(1860–1930), socialist, editor, publisher, and parliamentarian. Born in Lwów to a middle-class Jewish family, Herman Diamand attended a modern Jewish primary school. After completing Realschule (a modern German secondary school system adopted in several countries) in Lwów, he studied law and political science at the university there and in Vienna, earning a doctorate in 1894.
Initially drawn to Zionism, Diamand gradually fell under the influence of radical politics. By the late 1880s, he had become a convinced socialist, rejected Zionism, and advocated the Polish nationalist cause. He was a delegate at the founding convention of the Polish Social Democratic Party of Galicia (PPSD) in 1892. In 1897, he was elected onto its executive committee and, from 1904 to 1909, represented the party at the International Bureau of the Second International.
During World War I, Diamand supported Józef Piłsudski and his Polish Legions, writing Yiddish appeals to Jews of the region to support the struggle for Polish independence. In 1917–1918, he was a Galician representative in the Austrian parliament. In independent Poland, Diamand served on the executive committee of the Polish Socialist Party and was a member of the Polish parliament from 1919 until his death.
In the period before World War I, Diamand had devoted enormous organizational and intellectual energy to Jewish matters. Although an assimilationist, he acknowledged the need to address issues that were particularly relevant to Jewish workers. He published and edited several Yiddish newspapers with the PPSD imprint, including the biweekly Di yidishe folksblat (Lwów, 1896–1897), the weekly Di yidishe folkstsaytung (Lwów, 1903–1904), and the short-lived Di yidishe folksshtime (Lwów, 1907).
Diamand opposed the idea of a separate Jewish workers’ organization in Galicia. Such a party, he argued, would only prolong Jewish separateness and impede Jewish social integration into Polish society. Accordingly, he sharply condemned the establishment of the independent Jewish Social Democratic Party (Żydowska Partia Socjalno-Demokratyczna) of Galicia in 1905. Diamand viewed Yiddish as a temporary tool to raise the cultural level of the Jewish masses. He believed that the eventual disappearance of Yiddish was not only inevitable from a Marxist point of view, but desirable as well.

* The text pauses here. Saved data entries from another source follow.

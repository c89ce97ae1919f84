use std::collections::HashMap;

use anyhow::Context;
use async_trait::async_trait;
use sqlx::{types::Json, PgPool};
use thiserror::Error;
use time::OffsetDateTime;
use tokio::sync::RwLock;
use uuid::Uuid;

use super::dto::ProfileUpdate;
use super::repo_types::{Vendor, VendorRow};
use crate::geo::Coordinates;

/// Returned (inside `anyhow::Error`) when an update would give a vendor a
/// contact number another vendor already has.
#[derive(Debug, Error)]
#[error("contact number already registered")]
pub struct ContactNumberTaken;

/// Persistence for vendor profiles.
#[async_trait]
pub trait ProfileStore: Send + Sync {
    async fn find_by_id(&self, id: Uuid) -> anyhow::Result<Option<Vendor>>;
    async fn find_by_contact_number(&self, contact_number: &str) -> anyhow::Result<Option<Vendor>>;
    /// Oldest first.
    async fn list(&self, limit: i64, offset: i64) -> anyhow::Result<Vec<Vendor>>;
    /// `None` when no vendor has this id. Fails with [`ContactNumberTaken`]
    /// when the new number belongs to another vendor.
    async fn apply_update(&self, id: Uuid, update: &ProfileUpdate) -> anyhow::Result<Option<Vendor>>;
    /// `false` when no vendor has this id.
    async fn set_location(&self, id: Uuid, location: Coordinates) -> anyhow::Result<bool>;
}

const UNIQUE_VIOLATION: &str = "23505";

fn is_unique_violation(e: &sqlx::Error) -> bool {
    matches!(e, sqlx::Error::Database(db) if db.code().as_deref() == Some(UNIQUE_VIOLATION))
}

const VENDOR_COLUMNS: &str = "id, name, contact_number, email, latitude, longitude, map_link, \
     operating_hours, display_pic, created_at, updated_at";

/// Postgres-backed store over a caller-owned pool.
#[derive(Clone)]
pub struct PgProfileStore {
    db: PgPool,
}

impl PgProfileStore {
    pub fn new(db: PgPool) -> Self {
        Self { db }
    }

    /// Applies the bundled `vendors` schema.
    pub async fn migrate(&self) -> anyhow::Result<()> {
        sqlx::migrate!("./migrations")
            .run(&self.db)
            .await
            .context("run vendor migrations")?;
        Ok(())
    }
}

#[async_trait]
impl ProfileStore for PgProfileStore {
    async fn find_by_id(&self, id: Uuid) -> anyhow::Result<Option<Vendor>> {
        let row = sqlx::query_as::<_, VendorRow>(&format!(
            "SELECT {VENDOR_COLUMNS} FROM vendors WHERE id = $1"
        ))
        .bind(id)
        .fetch_optional(&self.db)
        .await
        .context("find vendor by id")?;
        Ok(row.map(Vendor::from))
    }

    async fn find_by_contact_number(&self, contact_number: &str) -> anyhow::Result<Option<Vendor>> {
        let row = sqlx::query_as::<_, VendorRow>(&format!(
            "SELECT {VENDOR_COLUMNS} FROM vendors WHERE contact_number = $1"
        ))
        .bind(contact_number)
        .fetch_optional(&self.db)
        .await
        .context("find vendor by contact number")?;
        Ok(row.map(Vendor::from))
    }

    async fn list(&self, limit: i64, offset: i64) -> anyhow::Result<Vec<Vendor>> {
        let rows = sqlx::query_as::<_, VendorRow>(&format!(
            r#"
            SELECT {VENDOR_COLUMNS}
              FROM vendors
             ORDER BY created_at ASC
             LIMIT $1 OFFSET $2
            "#
        ))
        .bind(limit)
        .bind(offset)
        .fetch_all(&self.db)
        .await
        .context("list vendors")?;
        Ok(rows.into_iter().map(Vendor::from).collect())
    }

    async fn apply_update(&self, id: Uuid, update: &ProfileUpdate) -> anyhow::Result<Option<Vendor>> {
        let row = sqlx::query_as::<_, VendorRow>(&format!(
            r#"
            UPDATE vendors
               SET name            = COALESCE($2, name),
                   contact_number  = COALESCE($3, contact_number),
                   map_link        = COALESCE($4, map_link),
                   latitude        = COALESCE($5, latitude),
                   longitude       = COALESCE($6, longitude),
                   operating_hours = COALESCE($7, operating_hours),
                   display_pic     = COALESCE($8, display_pic),
                   updated_at      = now()
             WHERE id = $1
            RETURNING {VENDOR_COLUMNS}
            "#
        ))
        .bind(id)
        .bind(update.name.as_deref())
        .bind(update.contact_number.as_deref())
        .bind(update.map_link.as_deref())
        .bind(update.location.map(|c| c.latitude))
        .bind(update.location.map(|c| c.longitude))
        .bind(update.operating_hours.as_ref().map(Json))
        .bind(update.display_pic.as_deref())
        .fetch_optional(&self.db)
        .await;

        match row {
            Ok(row) => Ok(row.map(Vendor::from)),
            // contact_number is the only UNIQUE column an update can touch.
            Err(e) if is_unique_violation(&e) => Err(ContactNumberTaken.into()),
            Err(e) => Err(anyhow::Error::new(e).context("update vendor profile")),
        }
    }

    async fn set_location(&self, id: Uuid, location: Coordinates) -> anyhow::Result<bool> {
        let result = sqlx::query(
            r#"
            UPDATE vendors
               SET latitude = $2, longitude = $3, updated_at = now()
             WHERE id = $1
            "#,
        )
        .bind(id)
        .bind(location.latitude)
        .bind(location.longitude)
        .execute(&self.db)
        .await
        .context("set vendor location")?;
        Ok(result.rows_affected() > 0)
    }
}

/// In-process store for tests and local runs without a database.
#[derive(Default)]
pub struct MemoryProfileStore {
    vendors: RwLock<HashMap<Uuid, Vendor>>,
}

impl MemoryProfileStore {
    pub fn new() -> Self {
        Self::default()
    }

    pub async fn insert(&self, vendor: Vendor) {
        self.vendors.write().await.insert(vendor.id, vendor);
    }
}

#[async_trait]
impl ProfileStore for MemoryProfileStore {
    async fn find_by_id(&self, id: Uuid) -> anyhow::Result<Option<Vendor>> {
        Ok(self.vendors.read().await.get(&id).cloned())
    }

    async fn find_by_contact_number(&self, contact_number: &str) -> anyhow::Result<Option<Vendor>> {
        Ok(self
            .vendors
            .read()
            .await
            .values()
            .find(|v| v.contact_number == contact_number)
            .cloned())
    }

    async fn list(&self, limit: i64, offset: i64) -> anyhow::Result<Vec<Vendor>> {
        let mut all: Vec<Vendor> = self.vendors.read().await.values().cloned().collect();
        all.sort_by_key(|v| (v.created_at, v.id));
        let offset = usize::try_from(offset).unwrap_or(0);
        let limit = usize::try_from(limit).unwrap_or(0);
        Ok(all.into_iter().skip(offset).take(limit).collect())
    }

    async fn apply_update(&self, id: Uuid, update: &ProfileUpdate) -> anyhow::Result<Option<Vendor>> {
        let mut vendors = self.vendors.write().await;
        if let Some(number) = &update.contact_number {
            let taken = vendors
                .values()
                .any(|v| v.id != id && &v.contact_number == number);
            if taken && vendors.contains_key(&id) {
                return Err(ContactNumberTaken.into());
            }
        }
        let Some(vendor) = vendors.get_mut(&id) else {
            return Ok(None);
        };
        if let Some(name) = &update.name {
            vendor.name = name.clone();
        }
        if let Some(contact_number) = &update.contact_number {
            vendor.contact_number = contact_number.clone();
        }
        if let Some(map_link) = &update.map_link {
            vendor.map_link = Some(map_link.clone());
        }
        if let Some(location) = update.location {
            vendor.location = Some(location);
        }
        if let Some(hours) = &update.operating_hours {
            vendor.operating_hours = Some(hours.clone());
        }
        if let Some(display_pic) = &update.display_pic {
            vendor.display_pic = Some(display_pic.clone());
        }
        vendor.updated_at = OffsetDateTime::now_utc();
        Ok(Some(vendor.clone()))
    }

    async fn set_location(&self, id: Uuid, location: Coordinates) -> anyhow::Result<bool> {
        let mut vendors = self.vendors.write().await;
        match vendors.get_mut(&id) {
            Some(vendor) => {
                vendor.location = Some(location);
                vendor.updated_at = OffsetDateTime::now_utc();
                Ok(true)
            }
            None => Ok(false),
        }
    }
}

As a member of the Polish Sejm after World War I, Diamand was an articulate and energetic voice in defense of the civil rights of Jews as individuals. He remained committed to assimilationism and spoke out against the demands of Jewish national parties. His memoir, Pamiętnik Hermana Diamanda (Memoirs of Herman Diamand; 1932), appeared shortly after his death, as did a collection of his speeches in the Sejm (Przemówienia w Sejmie Rzeczypospolitej [Speeches in the Republican Sejm]; 1933).
Maurycy Karniol, “Herman Diamand,” in Żydzi bojownicy o niepodległość Polski, ed. Norbert Getter, Jakub Schall, and Zigmunt Schipper, pp. 152–155 (Lwów, 1939); Henryk Piasecki, “Herman Diamand w latach 1890–1918,” Biuletyn Żydowskiego Instytutu Historycznego 106.2 (1978): 33–49; Henryk Piasecki, “Herman Diamand w okresie II Rzeczypospolitej, listopad 1918–maj 1926,” Biuletyn Żydowskiego Instytutu Historycznego 111.3 (1979): 63–76.